"La práctica médica no entraña solamente tejer, entretejer y tener activas las manos, sino que debe inspirarse en el alma, estar plena de conocimiento y tener como componente preciado la observación aguda y minuciosa; todo ello, junto con los conocimientos científicos exactos, son los requisitos para que la práctica médica sea eficiente."
Moisés ben Maimón (1135-1204)

¡En venta!

Buscar en este blog

miércoles, 11 de noviembre de 2015

Resumen: Desgarro de Mallory-Weiss

Los antecedentes históricos del desgarro de Mallory-Weiss se remontan a inicios del siglo XIX, cuando G. Kenneth Mallory junto con Soma Weiss describieron un tipo de hemorragia gastrointestinal alta, secundaria a fisuras de la mucosa a nivel de la unión gastro-esofágica.

El desgarro de Mallory-Weiss está incluido dentro de los sangrados más frecuentes del tubo digestivo alto (punto sangrante localizado entre el esfínter esofágico superior y el ángulo de Treitz).

La laceración característica de esta patología suele ser única, sin embargo, no es inusual que se presenten múltiples desgarros, los cuales se encuentran orientados de manera paralela al eje del estómago, ubicándose en cualquier lugar de la circunferencia del cardias. Respecto a la profundidad, se limita a mucosa o submucosa, raramente afecta la capa muscular y cuando la serosa se involucra resulta una perforación, cambiando el nombre del padecimiento a sïndrome de Boerhaave.

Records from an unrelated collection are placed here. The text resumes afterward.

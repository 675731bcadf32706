//! Labeled news documents

use crate::nlp::{normalize, TextStats};
use serde::{Deserialize, Serialize};
use std::fmt;

/// Ground-truth class of an article
#[derive(Debug, Clone, Copy, PartialEq, Eq, Hash, PartialOrd, Ord, Serialize, Deserialize)]
pub enum Label {
    Real,
    Fake,
}

impl Label {
    /// Both classes in report order
    pub const ALL: [Label; 2] = [Label::Real, Label::Fake];

    /// Numeric target used by the models (`Fake` is the positive class)
    pub fn as_target(self) -> f64 {
        match self {
            Label::Real => 0.0,
            Label::Fake => 1.0,
        }
    }

    /// Inverse of [`Label::as_target`]
    pub fn from_target(value: f64) -> Self {
        if value >= 0.5 {
            Label::Fake
        } else {
            Label::Real
        }
    }

    /// Row/column position in a confusion matrix
    pub fn index(self) -> usize {
        match self {
            Label::Real => 0,
            Label::Fake => 1,
        }
    }

    /// Parse a dataset label cell
    ///
    /// Accepts `real`/`fake`, `true`/`false` (true means real) and `0`/`1`
    /// (1 means fake), case-insensitively.
    pub fn parse(value: &str) -> Option<Self> {
        match value.trim().to_lowercase().as_str() {
            "real" | "true" | "0" => Some(Label::Real),
            "fake" | "false" | "1" => Some(Label::Fake),
            _ => None,
        }
    }
}

impl fmt::Display for Label {
    fn fmt(&self, f: &mut fmt::Formatter<'_>) -> fmt::Result {
        match self {
            Label::Real => write!(f, "Real"),
            Label::Fake => write!(f, "Fake"),
        }
    }
}

/// One row of the input table, before validation
#[derive(Debug, Clone, Default, Serialize, Deserialize)]
pub struct RawRecord {
    pub title: Option<String>,
    #[serde(alias = "text")]
    pub content: Option<String>,
    pub label: Option<String>,
}

impl RawRecord {
    pub fn new(title: &str, content: &str, label: &str) -> Self {
        Self {
            title: Some(title.to_string()),
            content: Some(content.to_string()),
            label: Some(label.to_string()),
        }
    }
}

/// A validated, normalized article
#[derive(Debug, Clone, PartialEq)]
pub struct Document {
    title: String,
    content: String,
    label: Label,
    normalized_text: String,
    stats: TextStats,
}

impl Document {
    /// Build a document, deriving the normalized text and its counts
    pub fn new(title: impl Into<String>, content: impl Into<String>, label: Label) -> Self {
        let title = title.into();
        let content = content.into();
        let normalized_text = normalize(&title, &content);
        let stats = TextStats::of(&normalized_text);

        Self {
            title,
            content,
            label,
            normalized_text,
            stats,
        }
    }

    pub fn title(&self) -> &str {
        &self.title
    }

    pub fn content(&self) -> &str {
        &self.content
    }

    pub fn label(&self) -> Label {
        self.label
    }

    pub fn normalized_text(&self) -> &str {
        &self.normalized_text
    }

    pub fn word_count(&self) -> usize {
        self.stats.word_count
    }

    pub fn char_count(&self) -> usize {
        self.stats.char_count
    }
}

#[cfg(test)]
mod tests {
    use super::*;

    #[test]
    fn test_label_parse() {
        assert_eq!(Label::parse("Real"), Some(Label::Real));
        assert_eq!(Label::parse(" FAKE "), Some(Label::Fake));
        assert_eq!(Label::parse("1"), Some(Label::Fake));
        assert_eq!(Label::parse("true"), Some(Label::Real));
        assert_eq!(Label::parse("satire"), None);
    }

    #[test]
    fn test_label_target_round_trip() {
        for label in Label::ALL {
            assert_eq!(Label::from_target(label.as_target()), label);
        }
    }

    #[test]
    fn test_document_derives_counts() {
        let doc = Document::new("Scientists find water on Mars", "NASA confirms new evidence", Label::Real);

        assert_eq!(doc.normalized_text(), "scientists find water on mars nasa confirms new evidence");
        assert_eq!(doc.word_count(), 9);
        assert_eq!(doc.char_count(), doc.normalized_text().chars().count());
    }

    #[test]
    fn test_empty_document_is_kept() {
        let doc = Document::new("123", "!!!", Label::Fake);
        assert_eq!(doc.normalized_text(), "");
        assert_eq!(doc.word_count(), 0);
        assert_eq!(doc.char_count(), 0);
    }
}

El factor desencadenante es el incremento súbito de la presión intraabdominal que origina la laceración de la mucosa gastroesofágica, y las causas de esto pueden ser:

  • Ingesta excesiva de alcohol.
  • Hernia hiatal preexistente.
  • Trastornos de la coagulación.
  • Enfermedades respiratorias que generan tos intensa.
  • Uso de medicamentos anticoagulantes o antiagregantes plaquetarios.
  • Trastornos de inducción del vómito.
  • Convulsiones.
  • Trauma.
  • Levantar objetos pesados.
  • Arcadas desencadenadas por procedimientos endoscópicos o hipo (inusuales).

Los síntomas que usualmente refiere el paciente sin hematemesis con presencia de melena, precedido por alguna de las condiciones anteriormente referidas, así como descenso de la presión arterial que pudiera condicionar desmayos.

El diagnóstico definitivo se realiza por medio de la endoscopía y el tratamiento generalmente consiste en implementar medidas de apoyo.

Sin duda la severidad del cuadro, así como la urgencia en la atención y procedimiento a implementar, dependen de la gravedad del sangrado, pero por lo general la hemorragia suele limitarse después de 1-2 días.